Do all roads lead to Rome? Convergence issues in umbrella sampling simulations

Molecular dynamics (MD) simulations are widely applied to estimate absolute binding free energies of protein-ligand and protein-protein complexes. A routinely used method for binding free energy calculations with MD is umbrella sampling (US), which calculates the potential of mean force (PMF) along a reaction coordinate. In this work, we investigate the convergence of US along standard distance-based reaction coordinates for various protein-protein and protein-ligand complexes, following commonly used guidelines for the setup. We show that repeating the complete US workflow can lead to differences of 2-20 kcal/mol in computed binding free energies.
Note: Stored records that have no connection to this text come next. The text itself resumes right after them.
//! Vector store trait for storing documents and searching them by similarity.

use async_trait::async_trait;

use crate::config::validate_threshold;
use crate::document::{Document, ScoredDocument};
use crate::error::{RagError, Result};

/// A namespace-scoped index of [`Document`]s with similarity search.
///
/// Each instance owns one logical namespace, fixed at construction. All
/// backends share the same contract so the pipelines are backend-agnostic:
///
/// - `insert` is an upsert keyed by [`Document::id`].
/// - `query` returns at most `top_k` results, each with
///   `similarity >= threshold`, ordered by descending similarity.
///
/// Backends may be eventually consistent: a document is not guaranteed to
/// be queryable immediately after `insert` returns.
///
/// # Example
///
/// ```rust,ignore
/// use ragchat_retrieval::{Document, InMemoryVectorStore, VectorStore};
///
/// let store = InMemoryVectorStore::new();
/// store.insert(Document::new("doc_1", "text", vec![0.1, 0.9])).await?;
/// let results = store.query(&[0.1, 0.8], 3, 0.2).await?;
/// ```
#[async_trait]
pub trait VectorStore: Send + Sync {
    /// Insert or replace a document.
    async fn insert(&self, document: Document) -> Result<()>;

    /// Search for the `top_k` documents most similar to `vector` whose
    /// similarity is at least `threshold`.
    async fn query(
        &self,
        vector: &[f32],
        top_k: usize,
        threshold: f32,
    ) -> Result<Vec<ScoredDocument>>;

    /// Backend name used in logs and errors.
    fn backend(&self) -> &str;

    /// The namespace this store reads and writes.
    fn namespace(&self) -> &str;
}

/// Check the arguments shared by every `query` implementation.
pub fn validate_query(vector: &[f32], top_k: usize, threshold: f32) -> Result<()> {
    if vector.is_empty() {
        return Err(RagError::Validation("query vector must not be empty".to_string()));
    }
    if top_k == 0 {
        return Err(RagError::Validation("top_k must be greater than zero".to_string()));
    }
    validate_threshold(threshold).map_err(RagError::Validation)
}

/// Drop results below `threshold` and keep at most `top_k`, preserving order.
///
/// Remote services rank server-side but cannot threshold, so this is applied
/// to their answers locally.
pub fn apply_threshold(
    results: Vec<ScoredDocument>,
    top_k: usize,
    threshold: f32,
) -> Vec<ScoredDocument> {
    results.into_iter().filter(|r| r.similarity >= threshold).take(top_k).collect()
}

#[cfg(test)]
mod tests {
    use super::*;

    fn scored(id: &str, similarity: f32) -> ScoredDocument {
        ScoredDocument { document: Document::new(id, id, vec![]), similarity }
    }

    #[test]
    fn threshold_filter_keeps_order_and_bound() {
        let results = vec![scored("a", 0.9), scored("b", 0.5), scored("c", 0.1), scored("d", 0.3)];
        let kept = apply_threshold(results, 2, 0.2);
        let ids: Vec<_> = kept.iter().map(|r| r.document.id.as_str()).collect();
        assert_eq!(ids, ["a", "b"]);
    }

    #[test]
    fn query_arguments_are_validated() {
        assert!(validate_query(&[], 3, 0.2).is_err());
        assert!(validate_query(&[1.0], 0, 0.2).is_err());
        assert!(validate_query(&[1.0], 3, 2.0).is_err());
        assert!(validate_query(&[1.0], 3, -1.0).is_ok());
    }
}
We attribute those discrepancies to small differences in the binding pathways. We then demonstrate that adaptive-biasing approaches, which are constructed to sample multiple pathways in a single simulation, such as the accelerated weight histogram (AWH) method, can achieve convergence between independent simulations. To the best of our knowledge, this is the first attempt to systematically assess the shortcomings of the widely accepted protocols for US of protein-protein and protein-ligand binding affinities. We anticipate therefore that our results will provide an incentive for a critical reassessment of the validity of PMFs computed with US, as well as adopt adaptive-biasing approaches for computing binding affinities.